Biraz sorgulamayla bu yaşlının kullanacağı yahut istemeden onu uykusuzluk olarak terakki edecek vereceğimiz ilacın getireceği ziyanları çok kolay önleyebiliriz. O yaşta sorgulandığında gece artan melatonin hormonu aslında gündüz de bu yaşlıyı epeyce uyumaya sevk etmektedir. Kuzey Avrupa ülkelerinde büyük yaşlı merkezlerinde muhakkak bir lümen dediğimiz ışık sekanslarını var. Bilhassa gündüz ışıklı ortamda yaşlıların uyutulmadığı, onlara toplumsal faaliyetler yüklendiği, hobiler eklendiği bilinmekte. Bu bireylerin gündüz sağlıklı ve verimli bir vakit geçirip akşamları da bu ışık ortamını muhakkak bir ortama getirerek doğal bir fizyolojik ortam sağlandığında, tıpkı bizler üzere hem zihin olarak hem beden olarak hem de melatonin hormonuyla uykularını olağan duruma dönüştürebildiğini biliyoruz. Dediğim üzere çabucak yaşlının bulunduğu ortam, bulunduğu konutun yahut olanın şartları, bulunduğu fizikî aktiviteler, hobiler göz arkası edilerek bu yaşlının uyku sorununda verilecek ilacın tahminen de bu hastanın bir demansını örteceği yahut alevlendireceğini bazen hesabı katamıyoruz.”
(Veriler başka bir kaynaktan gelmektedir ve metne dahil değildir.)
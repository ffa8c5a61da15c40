use crate::config::SearchConfig;
use crate::moves::Move;
use crate::runs::{extract_all_runs, find_set};
use crate::{Board, Colour, Hand, MAX_RANK, MIN_RANK, MIN_SET_SIZE, Tile, TileError, TileMultiset, is_group, is_run};
use rand::rngs::SmallRng;
use rand::seq::SliceRandom;
use rand::{Rng, SeedableRng};
use serde::{Deserialize, Serialize};
use std::fmt;
use std::rc::Rc;

/// Cross-platform stopwatch for search diagnostics
#[derive(Clone, Copy)]
struct TimeTracker {
    #[cfg(not(target_arch = "wasm32"))]
    start: std::time::Instant,
    #[cfg(target_arch = "wasm32")]
    start_ms: f64,
}

impl TimeTracker {
    fn new() -> Self {
        Self {
            #[cfg(not(target_arch = "wasm32"))]
            start: std::time::Instant::now(),
            #[cfg(target_arch = "wasm32")]
            start_ms: Self::now_ms(),
        }
    }

    #[cfg(target_arch = "wasm32")]
    fn now_ms() -> f64 {
        web_sys::window()
            .and_then(|window| window.performance())
            .map(|performance| performance.now())
            .unwrap_or_else(js_sys::Date::now)
    }

    fn elapsed_ms(&self) -> f64 {
        #[cfg(not(target_arch = "wasm32"))]
        {
            self.start.elapsed().as_secs_f64() * 1000.0
        }
        #[cfg(target_arch = "wasm32")]
        {
            Self::now_ms() - self.start_ms
        }
    }
}

/// Move-finding strategies, from cheapest to most thorough
#[derive(Debug, Clone, Copy, PartialEq, Eq, Hash, Serialize, Deserialize)]
#[serde(rename_all = "lowercase")]
pub enum Strategy {
    /// Play one new set straight from the hand
    Simple,
    /// Extend existing board sets with hand tiles
    Moderate,
    /// Take one or two tiles off the board to complete a new set
    Good,
    /// Rebuild the whole board from sampled group combinations plus runs
    Best,
}

impl Strategy {
    pub const ALL: [Strategy; 4] = [Strategy::Simple, Strategy::Moderate, Strategy::Good, Strategy::Best];

    pub fn name(self) -> &'static str {
        match self {
            Strategy::Simple => "simple",
            Strategy::Moderate => "moderate",
            Strategy::Good => "good",
            Strategy::Best => "best",
        }
    }
}

impl fmt::Display for Strategy {
    fn fmt(&self, f: &mut fmt::Formatter<'_>) -> fmt::Result {
        f.write_str(self.name())
    }
}

/// Board and hand frozen for the duration of one search.
///
/// Every candidate move shares these snapshots; speculative boards are
/// separate clones, so nothing a strategy does can reach the live game.
#[derive(Debug, Clone)]
pub struct Snapshot {
    board: Rc<Board>,
    hand: Rc<Hand>,
    pool: TileMultiset,
}
//! Append-only code buffer with forward-patched labels.

use crate::Error::CodeBufferOverflow;
use crate::error::Result;
use crate::operand::ConstValue;
use byteorder::{ByteOrder, LittleEndian};
use std::fmt;

/// Upper bound on the size of one method's code.
pub const MAX_METHOD_CODE_SIZE: usize = 16 * 1024 * 1024;

/// A position in the code that may not be known yet.
///
/// A label is either *bound* to an offset or carries the list of 32-bit displacement sites that
/// are waiting for it. Binding patches every pending site. A label may be bound at most once;
/// rebinding to the same offset is idempotent, rebinding elsewhere is a programming error.
#[derive(Debug, Default)]
pub struct Label {
    position: Option<usize>,
    patch_positions: Vec<usize>,
}

impl Label {
    /// Create an unbound label.
    #[must_use]
    pub fn new() -> Label {
        Label::default()
    }

    /// Return whether the label has been bound.
    #[must_use]
    pub fn is_bound(&self) -> bool {
        self.position.is_some()
    }

    /// Return the bound offset.
    #[must_use]
    pub fn position(&self) -> Option<usize> {
        self.position
    }
}

/// The form of a relocation site.
#[derive(Clone, Copy, Debug, Eq, PartialEq)]
pub enum RelocationKind {
    /// A 32-bit displacement relative to the end of the patched word
    PcRelative32,
    /// A 64-bit absolute address
    Absolute64,
}

/// A site in the code the installer must fix up.
#[derive(Clone, Debug, PartialEq)]
pub struct Relocation {
    /// Offset of the patched word in the code
    pub position: usize,
    pub kind: RelocationKind,
    /// The constant the site refers to
    pub constant: ConstValue,
}

/// An append-only byte buffer the assembler writes machine code into.
///
/// Once [`finish`](CodeBuffer::finish)ed the bytes are immutable; all recorded positions are
/// in bounds by construction.
#[derive(Debug, Default)]
pub struct CodeBuffer {
    bytes: Vec<u8>,
    relocations: Vec<Relocation>,
}

impl CodeBuffer {
    /// Create an empty buffer.
    #[must_use]
    pub fn new() -> CodeBuffer {
        CodeBuffer::default()
    }

    /// Return the current emission position.
    #[must_use]
    pub fn position(&self) -> usize {
        self.bytes.len()
    }

    /// Check that the buffer has room for `additional` more bytes.
    ///
    /// # Errors
    ///
    /// if the buffer would exceed [`MAX_METHOD_CODE_SIZE`]
    pub fn check_capacity(&self, additional: usize) -> Result<()> {
        let requested = self.bytes.len().saturating_add(additional);
        if requested > MAX_METHOD_CODE_SIZE {
            return Err(CodeBufferOverflow {
                requested,
                limit: MAX_METHOD_CODE_SIZE,
            });
        }
        Ok(())
    }

    pub fn emit_u8(&mut self, value: u8) {
        self.bytes.push(value);
    }

    pub fn emit_u16(&mut self, value: u16) {
        self.bytes.extend_from_slice(&value.to_le_bytes());
    }

    pub fn emit_u32(&mut self, value: u32) {
        self.bytes.extend_from_slice(&value.to_le_bytes());
    }

    pub fn emit_u64(&mut self, value: u64) {
        self.bytes.extend_from_slice(&value.to_le_bytes());
    }

    pub fn emit_bytes(&mut self, bytes: &[u8]) {
        self.bytes.extend_from_slice(bytes);
    }

    /// Overwrite the 32-bit word at `position`.
    ///
    /// # Panics
    ///
    /// if the word is out of bounds
    pub fn patch_u32(&mut self, position: usize, value: u32) {
        assert!(
            position + 4 <= self.bytes.len(),
            "patch at {position} out of bounds"
        );
        LittleEndian::write_u32(&mut self.bytes[position..position + 4], value);
    }

    /// Read back the 32-bit word at `position`.
    ///
    /// # Panics
    ///
    /// if the word is out of bounds
    #[must_use]
    pub fn read_u32(&self, position: usize) -> u32 {
        assert!(
            position + 4 <= self.bytes.len(),
            "read at {position} out of bounds"
        );
        LittleEndian::read_u32(&self.bytes[position..position + 4])
    }

    /// Bind `label` to the current position, patching every pending site.
    ///
    /// # Panics
    ///
    /// if the label is already bound to a different offset
    pub fn bind(&mut self, label: &mut Label) {
        let position = self.position();
        if let Some(bound) = label.position {
            assert_eq!(
                bound, position,
                "label already bound at {bound}, rebinding at {position}"
            );
            return;
        }
        label.position = Some(position);
        for site in label.patch_positions.drain(..) {
            let displacement = i64::try_from(position).unwrap_or(i64::MAX)
                - i64::try_from(site + 4).unwrap_or(0);
            let displacement = i32::try_from(displacement).unwrap_or_else(|_| {
                panic!("label displacement out of range at {site}");
            });
            LittleEndian::write_i32(
                &mut self.bytes[site..site + 4],
                displacement,
            );
        }
    }

    /// Emit a 32-bit displacement to `label`, recording a patch site if it is unbound.
    ///
    /// # Panics
    ///
    /// if the displacement overflows 32 bits
    pub fn emit_rel32(&mut self, label: &mut Label) {
        let site = self.position();
        match label.position {
            Some(position) => {
                let displacement = i64::try_from(position).unwrap_or(0)
                    - i64::try_from(site + 4).unwrap_or(0);
                let displacement = i32::try_from(displacement).unwrap_or_else(|_| {
                    panic!("label displacement out of range at {site}");
                });
                self.emit_u32(displacement.cast_unsigned());
            }
            None => {
                label.patch_positions.push(site);
                self.emit_u32(0);
            }
        }
    }

    /// Record a relocation for the word most recently emitted.
    pub fn record_relocation(&mut self, position: usize, kind: RelocationKind, constant: ConstValue) {
        self.relocations.push(Relocation {
            position,
            kind,
            constant,
        });
    }

    /// Return the recorded relocations.
    #[must_use]
    pub fn relocations(&self) -> &[Relocation] {
        &self.relocations
    }

    /// Finish emission, returning the immutable code bytes and relocations.
    #[must_use]
    pub fn finish(self) -> (Vec<u8>, Vec<Relocation>) {
        (self.bytes, self.relocations)
    }

    /// Return the bytes emitted so far.
    #[must_use]
    pub fn bytes(&self) -> &[u8] {
        &self.bytes
    }
}

impl fmt::Display for CodeBuffer {
    fn fmt(&self, f: &mut fmt::Formatter<'_>) -> fmt::Result {
        write!(f, "code[{} bytes]", self.bytes.len())
    }
}

#[cfg(test)]
mod test {
    use super::*;

    #[test]
    fn test_emission_positions() {
        let mut buffer = CodeBuffer::new();
        assert_eq!(0, buffer.position());
        buffer.emit_u8(0x90);
        buffer.emit_u32(0xdead_beef);
        assert_eq!(5, buffer.position());
        assert_eq!(&[0x90, 0xef, 0xbe, 0xad, 0xde], buffer.bytes());
    }

    #[test]
    fn test_backward_label() {
        let mut buffer = CodeBuffer::new();
        let mut label = Label::new();
        buffer.emit_u8(0x90);
        buffer.bind(&mut label);
        assert_eq!(Some(1), label.position());
        buffer.emit_u8(0xe9);
        buffer.emit_rel32(&mut label);
        // Displacement from end of the word (position 6) back to 1
        assert_eq!((-5i32).cast_unsigned(), buffer.read_u32(2));
    }

    #[test]
    fn test_forward_label_is_patched_on_bind() {
        let mut buffer = CodeBuffer::new();
        let mut label = Label::new();
        buffer.emit_u8(0xe9);
        buffer.emit_rel32(&mut label);
        assert_eq!(0, buffer.read_u32(1));
        buffer.emit_u8(0x90);
        buffer.bind(&mut label);
        // Displacement from position 5 to position 6
        assert_eq!(1, buffer.read_u32(1));
    }

    #[test]
    fn test_forward_and_backward_agree() {
        // Binding before use and after use decode to the same offset
        let mut forward = CodeBuffer::new();
        let mut label = Label::new();
        forward.emit_rel32(&mut label);
        forward.emit_u8(0x90);
        forward.bind(&mut label);
        let forward_displacement = forward.read_u32(0).cast_signed();
        assert_eq!(5, 4 + 1 + forward_displacement);

        let mut backward = CodeBuffer::new();
        let mut target = Label::new();
        backward.emit_u8(0x90);
        backward.bind(&mut target);
        backward.emit_rel32(&mut target);
        let backward_displacement = backward.read_u32(1).cast_signed();
        assert_eq!(1, 1 + 4 + backward_displacement);
    }

    #[test]
    fn test_rebind_same_offset_is_idempotent() {
        let mut buffer = CodeBuffer::new();
        let mut label = Label::new();
        buffer.emit_u8(0x90);
        buffer.bind(&mut label);
        buffer.bind(&mut label);
        assert_eq!(Some(1), label.position());
    }

    #[test]
    #[should_panic(expected = "label already bound")]
    fn test_rebind_elsewhere_is_fatal() {
        let mut buffer = CodeBuffer::new();
        let mut label = Label::new();
        buffer.bind(&mut label);
        buffer.emit_u8(0x90);
        buffer.bind(&mut label);
    }

    #[test]
    fn test_capacity_check() {
        let buffer = CodeBuffer::new();
        assert!(buffer.check_capacity(64).is_ok());
        assert_eq!(
            Err(CodeBufferOverflow {
                requested: MAX_METHOD_CODE_SIZE + 1,
                limit: MAX_METHOD_CODE_SIZE,
            }),
            buffer.check_capacity(MAX_METHOD_CODE_SIZE + 1)
        );
    }

    #[test]
    fn test_relocations() {
        let mut buffer = CodeBuffer::new();
        buffer.emit_u64(0);
        buffer.record_relocation(0, RelocationKind::Absolute64, ConstValue::Word(0x1234));
        let (bytes, relocations) = buffer.finish();
        assert_eq!(8, bytes.len());
        assert_eq!(1, relocations.len());
        assert_eq!(RelocationKind::Absolute64, relocations[0].kind);
    }
}
impl XirGenerator for GenericXir {
    fn prologue(&self, _method: &Method) -> Option<XirSnippet> {
        None
    }

    fn epilogue(&self, _method: &Method) -> Option<XirSnippet> {
        None
    }

    fn safepoint(&self) -> XirSnippet {
        let template = Self::template(
            "safepoint",
            Vec::new(),
            vec![Kind::Word],
            None,
            vec![
                XirOp::Load {
                    dest: XirOperand::Temp(0),
                    base: XirOperand::Const(ConstValue::Word(self.layout.safepoint_page)),
                    index: None,
                    scale: Scale::Times1,
                    displacement: 0,
                    kind: Kind::Word,
                },
                XirOp::Mark { name: "safepoint" },
            ],
        );
        XirSnippet::new(template, Vec::new())
    }

    fn array_length(&self, array: XirArgument) -> XirSnippet {
        let template = Self::template(
            "arrayLength",
            vec![Kind::Object],
            Vec::new(),
            Some(Kind::Int),
            vec![XirOp::Load {
                dest: XirOperand::Result,
                base: XirOperand::Input(0),
                index: None,
                scale: Scale::Times1,
                displacement: self.layout.array_length_offset,
                kind: Kind::Int,
            }],
        );
        XirSnippet::new(template, vec![array])
    }

    fn array_load(&self, array: XirArgument, index: XirArgument, element: Kind) -> XirSnippet {
        let scale = Scale::from_size(element.size_in_bytes(8)).unwrap_or(Scale::Times1);
        let template = Self::template(
            "arrayLoad",
            vec![Kind::Object, Kind::Int],
            Vec::new(),
            Some(element.stack_kind()),
            vec![XirOp::Load {
                dest: XirOperand::Result,
                base: XirOperand::Input(0),
                index: Some(XirOperand::Input(1)),
                scale,
                displacement: self.layout.array_base_offset,
                kind: element,
            }],
        );
        XirSnippet::new(template, vec![array, index])
    }

    fn array_store(
        &self,
        array: XirArgument,
        index: XirArgument,
        value: XirArgument,
        element: Kind,
    ) -> XirSnippet {
        let scale = Scale::from_size(element.size_in_bytes(8)).unwrap_or(Scale::Times1);
        let template = Self::template(
            "arrayStore",
            vec![Kind::Object, Kind::Int, element.stack_kind()],
            Vec::new(),
            None,
            vec![XirOp::Store {
                base: XirOperand::Input(0),
                index: Some(XirOperand::Input(1)),
                scale,
                displacement: self.layout.array_base_offset,
                value: XirOperand::Input(2),
                kind: element,
            }],
        );
        XirSnippet::new(template, vec![array, index, value])
    }

    fn get_field(&self, object: XirArgument, field: &FieldInfo) -> XirSnippet {
        let template = Self::template(
            "getField",
            vec![Kind::Object],
            Vec::new(),
            Some(field.kind.stack_kind()),
            vec![XirOp::Load {
                dest: XirOperand::Result,
                base: XirOperand::Input(0),
                index: None,
                scale: Scale::Times1,
                displacement: field.offset,
                kind: field.kind,
            }],
        );
        XirSnippet::new(template, vec![object])
    }

    fn put_field(
        &self,
        object: XirArgument,
        value: XirArgument,
        field: &FieldInfo,
    ) -> XirSnippet {
        let template = Self::template(
            "putField",
            vec![Kind::Object, field.kind.stack_kind()],
            Vec::new(),
            None,
            vec![XirOp::Store {
                base: XirOperand::Input(0),
                index: None,
                scale: Scale::Times1,
                displacement: field.offset,
                value: XirOperand::Input(1),
                kind: field.kind,
            }],
        );
        XirSnippet::new(template, vec![object, value])
    }

    fn get_static(&self, field: &FieldInfo) -> XirSnippet {
        let base = field.static_base.map_or(ConstValue::Null, ConstValue::Object);
        let template = Self::template(
            "getStatic",
            Vec::new(),
            Vec::new(),
            Some(field.kind.stack_kind()),
            vec![XirOp::Load {
                dest: XirOperand::Result,
                base: XirOperand::Const(base),
                index: None,
                scale: Scale::Times1,
                displacement: field.offset,
                kind: field.kind,
            }],
        );
        XirSnippet::new(template, Vec::new())
    }

    fn put_static(&self, value: XirArgument, field: &FieldInfo) -> XirSnippet {
        let base = field.static_base.map_or(ConstValue::Null, ConstValue::Object);
        let template = Self::template(
            "putStatic",
            vec![field.kind.stack_kind()],
            Vec::new(),
            None,
            vec![XirOp::Store {
                base: XirOperand::Const(base),
                index: None,
                scale: Scale::Times1,
                displacement: field.offset,
                value: XirOperand::Input(0),
                kind: field.kind,
            }],
        );
        XirSnippet::new(template, vec![value])
    }

    fn check_cast(&self, object: XirArgument, class: &ClassInfo) -> XirSnippet {
        let template = Self::runtime_call_template(
            "checkCast",
            RuntimeCall::CheckCast,
            vec![Kind::Object],
            vec![ConstValue::Object(class.handle)],
        );
        XirSnippet::new(template, vec![object])
    }

    fn instance_of(&self, object: XirArgument, class: &ClassInfo) -> XirSnippet {
        let template = Self::runtime_call_template(
            "instanceOf",
            RuntimeCall::InstanceOf,
            vec![Kind::Object],
            vec![ConstValue::Object(class.handle)],
        );
        XirSnippet::new(template, vec![object])
    }

    fn monitor_enter(&self, object: XirArgument) -> XirSnippet {
        let template = Self::runtime_call_template(
            "monitorEnter",
            RuntimeCall::MonitorEnter,
            vec![Kind::Object],
            Vec::new(),
        );
        XirSnippet::new(template, vec![object])
    }

    fn monitor_exit(&self, object: XirArgument) -> XirSnippet {
        let template = Self::runtime_call_template(
            "monitorExit",
            RuntimeCall::MonitorExit,
            vec![Kind::Object],
            Vec::new(),
        );
        XirSnippet::new(template, vec![object])
    }

    fn new_instance(&self, class: &ClassInfo) -> XirSnippet {
        let template = Self::runtime_call_template(
            "newInstance",
            RuntimeCall::AllocateInstance,
            Vec::new(),
            vec![ConstValue::Object(class.handle)],
        );
        XirSnippet::new(template, Vec::new())
    }

    fn new_array(&self, class: &ClassInfo, length: XirArgument) -> XirSnippet {
        let template = Self::runtime_call_template(
            "newArray",
            RuntimeCall::AllocateArray,
            vec![Kind::Int],
            vec![ConstValue::Object(class.handle)],
        );
        XirSnippet::new(template, vec![length])
    }

    fn new_multi_array(
        &self,
        class: &ClassInfo,
        lengths_buffer: XirArgument,
        dimension_count: XirArgument,
    ) -> XirSnippet {
        let template = Self::runtime_call_template(
            "newMultiArray",
            RuntimeCall::AllocateMultiArray,
            vec![Kind::Word, Kind::Int],
            vec![ConstValue::Object(class.handle)],
        );
        XirSnippet::new(template, vec![lengths_buffer, dimension_count])
    }

    fn resolve_class(&self, pool_index: u16) -> XirSnippet {
        let template = Self::runtime_call_template(
            "resolveClass",
            RuntimeCall::ResolveClass,
            Vec::new(),
            vec![ConstValue::Null, ConstValue::Int(i32::from(pool_index))],
        );
        XirSnippet::new(template, Vec::new())
    }

    fn exception_object(&self) -> XirSnippet {
        let template = Self::template(
            "exceptionObject",
            Vec::new(),
            Vec::new(),
            Some(Kind::Object),
            vec![XirOp::Mov {
                dest: XirOperand::Result,
                src: XirOperand::Fixed {
                    register: crate::calling_convention::EXCEPTION_REGISTER,
                    kind: Kind::Object,
                },
            }],
        );
        XirSnippet::new(template, Vec::new())
    }

    fn invoke_static(&self, _method: &MethodInfo) -> Option<XirSnippet> {
        // Resolved static calls are emitted as direct calls
        None
    }

    fn invoke_special(&self, _method: &MethodInfo) -> Option<XirSnippet> {
        None
    }

    fn invoke_virtual(&self, receiver: XirArgument, method: &MethodInfo) -> Option<XirSnippet> {
        let vtable_index = method.vtable_index?;
        let displacement = self.layout.vtable_base_offset + vtable_index * 8;
        let template = Self::template(
            "invokeVirtual",
            vec![Kind::Object],
            vec![Kind::Word],
            Some(Kind::Word),
            vec![
                XirOp::Load {
                    dest: XirOperand::Temp(0),
                    base: XirOperand::Input(0),
                    index: None,
                    scale: Scale::Times1,
                    displacement: self.layout.hub_offset,
                    kind: Kind::Word,
                },
                XirOp::Load {
                    dest: XirOperand::Result,
                    base: XirOperand::Temp(0),
                    index: None,
                    scale: Scale::Times1,
                    displacement,
                    kind: Kind::Word,
                },
            ],
        );
        Some(XirSnippet::new(template, vec![receiver]))
    }

    fn invoke_interface(
        &self,
        receiver: XirArgument,
        method: &MethodInfo,
    ) -> Option<XirSnippet> {
        // Interface dispatch resolves through the same table in this generic layout
        self.invoke_virtual(receiver, method)
    }

    fn intrinsic(&self, _method: &MethodInfo) -> Option<XirSnippet> {
        None
    }

    fn write_barrier(&self, object: XirArgument) -> XirSnippet {
        let template = Self::template(
            "writeBarrier",
            vec![Kind::Object],
            vec![Kind::Word],
            None,
            vec![
                XirOp::Mov {
                    dest: XirOperand::Temp(0),
                    src: XirOperand::Input(0),
                },
                XirOp::Shr {
                    dest: XirOperand::Temp(0),
                    x: XirOperand::Temp(0),
                    amount: XirOperand::Const(ConstValue::Int(i32::from(self.layout.card_shift))),
                },
                XirOp::Store {
                    base: XirOperand::Const(ConstValue::Word(self.layout.card_table_base)),
                    index: Some(XirOperand::Temp(0)),
                    scale: Scale::Times1,
                    displacement: 0,
                    value: XirOperand::Const(ConstValue::Int(0)),
                    kind: Kind::Byte,
                },
            ],
        );
        XirSnippet::new(template, vec![object])
    }
}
“BİR GRUP HASARLAR ORTAYA ÇIKARIR”
Yaşlılığın beslenmesinin pediatrik yaş kümesi üzere olduğunu lisana getiren Yüksel, “Onların proteine olan gereksinimlerinin ön planda olması gerekir. Onlar birtakım diyetlerini, çok kolay olarak çaya, karbonhidrat içerikleri, bisküvi, ekmek üzere şeyleri batırarak o diyetlerini geçirirler ve sarkopeni dediğimiz kas gücünün en çok kaynağı olan proteinden mahrum olması bir ekip hasarlar ortaya çıkarır. En kolayı kası eriyen, resmen eriyen ve sarkopeni dediğimiz bu yaşlı düşer. Bu düşmenin getirdiği problemler, yatak yaraları, böbrek işlevi yetmezlikleri, enfeksiyonlar bu yaşlının çok kolay bir nedenle kaybına neden olabilir. Bu nedenle yaşlılar için konuşulacak o kadar çok toplumsal, biyolojik, ruhsal, sıhhat alanında dikkat edeceğimiz hususlar var ki anlatmakla bitmez. Yaşlılarımızı elimizin üstünde, başımızın üzerinde tutmamız gerekir. Çünkü her genci ve bizlerin onlardan öğrenecekleri, onların bilgi tecrübelerinden yararlanacakları o kadar mevzular vardır ki onların kalan ömürleri bize bunları anlatmakla bitmez. Onların hayatlarını yalnızca uzatmak değil, onlara kaliteli bir ömür sunmak, bir toplumun aslında gelişmişliğiyle doğal orantılıdır diye düşünüyorum” dedi.